As is usual in such disasters, the region was subjected to a series of other aftershocks, while the largest losses were recorded in southern Turkey and central Syria.

What do we know so far?

At least 1,121 people have been killed and more than 7,000 injured in Turkey alone, according to the country’s disaster management agency.
In Syria, 371 people were confirmed dead and 1,089 injured, in Latakia, Hama, Aleppo and Tartous.
In areas outside the control of the government in Syria, it was announced that 380 people were killed due to the earthquake, while about a thousand were injured.
Hundreds of Syrians are still stuck under the rubble, amid intense efforts to get them out.
The earthquake is the strongest the region has recorded in decades.
This area lies on a belt that makes it more prone to earthquakes, according to experts.

Awful solitaires and wholesale losses

The pictures showed a tragic situation in Bab Al-Hawa Hospital, north of Idlib, where the place was filled with wounded people, while the children’s faces appeared to be covered in blood.

The children and adults who went to the hospital looked dusty on their faces, due to the collapse of buildings that threaten to displace many families.

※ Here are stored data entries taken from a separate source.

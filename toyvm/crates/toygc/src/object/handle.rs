//! Object Handles - Typed References Into the Object Table
//!
//! A handle names a slot in the heap's object table together with the
//! generation the slot had when the object was allocated. Reclaiming the
//! object bumps the slot generation, so every handle issued for it turns
//! stale instead of silently aliasing whatever reuses the slot.

use serde::Serialize;
use std::fmt;

/// Opaque reference to a heap value
///
/// Handles are `Copy` and carry no ownership: holding one does not keep
/// the object alive. Only the root stack and pair edges do.
#[derive(Debug, Clone, Copy, PartialEq, Eq, Hash, PartialOrd, Ord, Serialize)]
pub struct Handle {
    index: u32,
    generation: u32,
}

impl Handle {
    #[inline]
    pub(crate) fn new(index: u32, generation: u32) -> Self {
        Self { index, generation }
    }

    /// Slot index in the object table
    #[inline]
    pub fn index(self) -> usize {
        self.index as usize
    }

    /// Slot generation this handle was issued for
    #[inline]
    pub fn generation(self) -> u32 {
        self.generation
    }

    #[inline]
    pub(crate) fn slot(self) -> u32 {
        self.index
    }
}

impl fmt::Display for Handle {
    fn fmt(&self, f: &mut fmt::Formatter<'_>) -> fmt::Result {
        write!(f, "#{}v{}", self.index, self.generation)
    }
}
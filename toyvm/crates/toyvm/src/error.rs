//! Error handling module for the toy stack machine.
//!
//! This module provides custom error types using `thiserror` for structured
//! error handling across parsing, execution and the demonstration scenarios.

use thiserror::Error;
use toygc::GcError;

/// Main error type for the toy stack machine.
#[derive(Error, Debug)]
pub enum VmError {
    /// Error raised by the collector (root stack, handles, memory).
    #[error("GC error: {0}")]
    Gc(#[from] GcError),

    /// Error when program text cannot be parsed.
    #[error("Parse error on line {line} at `{token}`: {reason}")]
    Parse {
        line: usize,
        token: String,
        reason: String,
    },

    /// A demonstration scenario ended with the wrong live object count.
    #[error("Scenario '{name}' failed: expected {expected} live objects, found {actual}")]
    ScenarioFailed {
        name: String,
        expected: usize,
        actual: usize,
    },

    /// Error when IO operations fail.
    #[error("IO error: {0}")]
    Io(#[from] std::io::Error),

    /// Error when JSON serialization fails.
    #[error("JSON error: {0}")]
    Json(#[from] serde_json::Error),
}

impl VmError {
    pub(crate) fn parse(line: usize, token: impl Into<String>, reason: impl Into<String>) -> Self {
        VmError::Parse {
            line,
            token: token.into(),
            reason: reason.into(),
        }
    }
}

/// Result type alias using VmError.
pub type Result<T> = std::result::Result<T, VmError>;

Rescue workers say every minute of delay means more casualties, because many people are still under the rubble waiting for a helping hand.

In Turkey, some 9,000 rescue workers are searching for survivors, according to President Erdogan, who said 45 countries, along with NATO and the European Union, have offered to help.

The pictures showed a collapse in the historic Gaziantep Castle, which dates back to the second century AD.

The castle served as a tourist site for many visitors in the region, but the earthquake caused damage described as massive.

After the earthquake, international reactions in solidarity with Turkey and Syria followed, amid offers of support, in light of reports of horrific losses.

The occurrence of this earthquake in the winter season, in light of very low temperatures, portends an increase in the suffering of families, especially since the situation was difficult before the earthquake occurred, due to the consequences of the war and the economic crisis in Syria.

The New York Times wrote that the earthquake that occurred on Monday is making matters worse in both Syria and Turkey, due to the huge size of the losses.

The US Geological Survey estimated the losses from this earthquake at one billion dollars, according to the American New York Times.